# Help me with priming my first canister filter. (eheim 2217)



## mott (Nov 23, 2006)

Easiest way is to put the input in your tank, open both quick disconnects, take the output hose and suck on it until water starts to fill the can, while water is filling you can put the spraybar on or wait until can is full. After the can Is full and the spraybar is in place, turn the sucker on!

it will make noise sometimes for a day or two as it expels air but soon after it should be near silent.
Good luck!


----------



## BlazednSleepy (Aug 21, 2010)

Thanks a bunch!


----------



## BlazednSleepy (Aug 21, 2010)

hmmm so I set it up and its running well.

But I hear the motor slightly. It that normal?


----------



## chubbyone (Dec 9, 2011)

BlazednSleepy said:


> hmmm so I set it up and its running well.
> 
> But I hear the motor slightly. It that normal?
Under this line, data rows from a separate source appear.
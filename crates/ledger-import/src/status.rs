//! Durable progress of one bulk import, one JSON file per import id.

use anyhow::{anyhow, Result};
use chrono::{DateTime, Utc};
use serde::{Deserialize, Serialize};
use std::path::{Path, PathBuf};
use tracing::debug;

use crate::chunker::RecordCursor;
use crate::gas::GasCosts;
use crate::paths::{atomic_write_json_pretty, status_path};

#[derive(Debug, Clone, Copy, PartialEq, Eq, Serialize, Deserialize)]
#[serde(rename_all = "snake_case")]
pub enum ImportState {
    Pending,
    InProgress,
    Completed,
    Failed,
}

impl std::fmt::Display for ImportState {
    fn fmt(&self, f: &mut std::fmt::Formatter<'_>) -> std::fmt::Result {
        let s = match self {
            ImportState::Pending => "pending",
            ImportState::InProgress => "in_progress",
            ImportState::Completed => "completed",
            ImportState::Failed => "failed",
        };
        f.write_str(s)
    }
}

/// The most recent broadcast, recorded before waiting for it to commit.
#[derive(Debug, Clone, PartialEq, Eq, Serialize, Deserialize)]
pub struct ChunkAttempt {
    pub chunk_index: usize,
    pub first_correlation_id: Option<String>,
    pub last_correlation_id: Option<String>,
    pub transaction_hash: String,
    pub confirmed: bool,
    /// Resume position once this chunk is committed.
    #[serde(default)]
    pub cursor_after: RecordCursor,
}

#[derive(Debug, Clone, PartialEq, Eq, Serialize, Deserialize)]
pub struct BulkImportStatus {
    pub import_id: String,
    /// SHA-256 of the input file; a resume against other content is refused.
    pub file_hash: String,
    pub total_chunks: usize,
    pub completed_chunks: usize,
    pub total_ledgers: usize,
    pub total_entries: usize,
    pub status: ImportState,
    #[serde(default, skip_serializing_if = "Option::is_none")]
    pub error_message: Option<String>,
    #[serde(default, skip_serializing_if = "Option::is_none")]
    pub last_successful_correlation_id: Option<String>,
    /// Record position after the last committed chunk. Unlike the
    /// correlation id it also covers records without entries.
    #[serde(default, skip_serializing_if = "Option::is_none")]
    pub resume_cursor: Option<RecordCursor>,
    #[serde(default, skip_serializing_if = "Option::is_none")]
    pub last_attempted_chunk: Option<ChunkAttempt>,
    #[serde(default, skip_serializing_if = "Option::is_none")]
    pub gas_costs: Option<GasCosts>,
    pub created_at: DateTime<Utc>,
    pub updated_at: DateTime<Utc>,
}

impl BulkImportStatus {
    pub fn new(import_id: impl Into<String>, file_hash: impl Into<String>) -> Self {
        let now = Utc::now();
        Self {
            import_id: import_id.into(),
            file_hash: file_hash.into(),
            total_chunks: 0,
            completed_chunks: 0,
            total_ledgers: 0,
            total_entries: 0,
            status: ImportState::Pending,
            error_message: None,
            last_successful_correlation_id: None,
            resume_cursor: None,
            last_attempted_chunk: None,
            gas_costs: None,
            created_at: now,
            updated_at: now,
        }
    }

    pub fn is_completed(&self) -> bool {
        self.status == ImportState::Completed
    }

    /// Mark the last attempt committed and advance the resume point past it.
    pub fn confirm_last_attempt(&mut self) {
        if let Some(attempt) = self.last_attempted_chunk.as_mut() {
            if attempt.confirmed {
                return;
            }
            attempt.confirmed = true;
            if attempt.last_correlation_id.is_some() {
                self.last_successful_correlation_id = attempt.last_correlation_id.clone();
            }
            self.resume_cursor = Some(attempt.cursor_after);
            self.completed_chunks += 1;
        }
    }

    pub fn fail(&mut self, message: impl Into<String>) {
        self.status = ImportState::Failed;
        self.error_message = Some(message.into());
    }
}

/// Reads and writes status files under one directory.
#[derive(Debug, Clone)]
pub struct StatusStore {
    dir: PathBuf,
}

impl StatusStore {
    pub fn new(dir: impl Into<PathBuf>) -> Self {
        Self { dir: dir.into() }
    }

    pub fn dir(&self) -> &Path {
        &self.dir
    }

    pub fn path_for(&self, import_id: &str) -> PathBuf {
        status_path(&self.dir, import_id)
    }

    pub fn load(&self, import_id: &str) -> Result<Option<BulkImportStatus>> {
        let path = self.path_for(import_id);
        if !path.exists() {
            return Ok(None);
        }
        let text = std::fs::read_to_string(&path)
            .map_err(|e| anyhow!("Failed to read status file {}: {}", path.display(), e))?;
        let status = serde_json::from_str(&text)
            .map_err(|e| anyhow!("Failed to parse status file {}: {}", path.display(), e))?;
        Ok(Some(status))
    }

    /// Like [`load`](Self::load) but a missing file is an error.
    pub fn require(&self, import_id: &str) -> Result<BulkImportStatus> {
        self.load(import_id)?
            .ok_or_else(|| anyhow!("no status found for import {}", import_id))
    }

    /// Stamp `updated_at` and write atomically.
    pub fn save(&self, status: &mut BulkImportStatus) -> Result<()> {
        status.updated_at = Utc::now();
        let path = self.path_for(&status.import_id);
        atomic_write_json_pretty(&path, status)?;
        debug!(
            import_id = %status.import_id,
            status = %status.status,
            completed = status.completed_chunks,
            "saved import status"
        );
        Ok(())
    }
}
I've been fighting with silent vs. normal hum vs. impeller rattle vs. luck. For the last couple weeks. I'm thinking that if it seems "too loud" it probably is. My response was def not "dead silent" to my 2213 initial setup. It does quiet down after about 48 hours of running. I've done 2 water changes since I started using the filter and it is loud after each change, again, for about 48 hours. Seriously considering buying a new one or changing brands soon. I come from SW and understand a "Break In" period, but this is getting ridiculous.


----------



## monkeyfish (Jul 5, 2010)

It's probably just some air bubbles as mentioned, gently tapping or tilting the filter will help release any trapped air. If it persists longer than a week there may be an issue. I have two, one is dead silent, the other is slightly noisy but it was made in WEST Germany....very, very old.


----------



## BlazednSleepy (Aug 21, 2010)

I drained it and set it back up and shook it quite a bit. Seems to be a lil more quite. I'll give it some time and hopefully it quite downs. If not its getting exchanged.


----------



## monkeyfish (Jul 5, 2010)

If you can hear it in a week with your cabinet doors closed (assuming it's in a cabinet) it's not right. I literally have to get a couple inches from my silent one to hear it. After at least 22 years of service, i figure the other one has earned the right to be a bit noisy.


----------



## BlazednSleepy (Aug 21, 2010)

Ya I can definitely hear it through my cabinet right now. And obviously up close. Ya I'm hoping it quites down because I would have hate to have to break it down and let everything dry before returning it.


----------



## BlazednSleepy (Aug 21, 2010)

So I took out the impeller and then put it all back together. Little less noise now. Hoping it gets better. its more quite than my marine land HOB but again hearing everyone say its dead silent was part of the reason I bought this thing and I can still slightly hear it out of the cabinet. It's more of importance to me since it's in my bedroom no more than 6 feet from my bed.


----------



## BlazednSleepy (Aug 21, 2010)

It got worse again. I'm just gonna return it to amazon and get a replacement. I've been reading online and most people say there shouldn't be any motor noise but just air bubbles on occasion especially when first starting which is completely fine. But this motor noise is freakin annoying and not what I expected.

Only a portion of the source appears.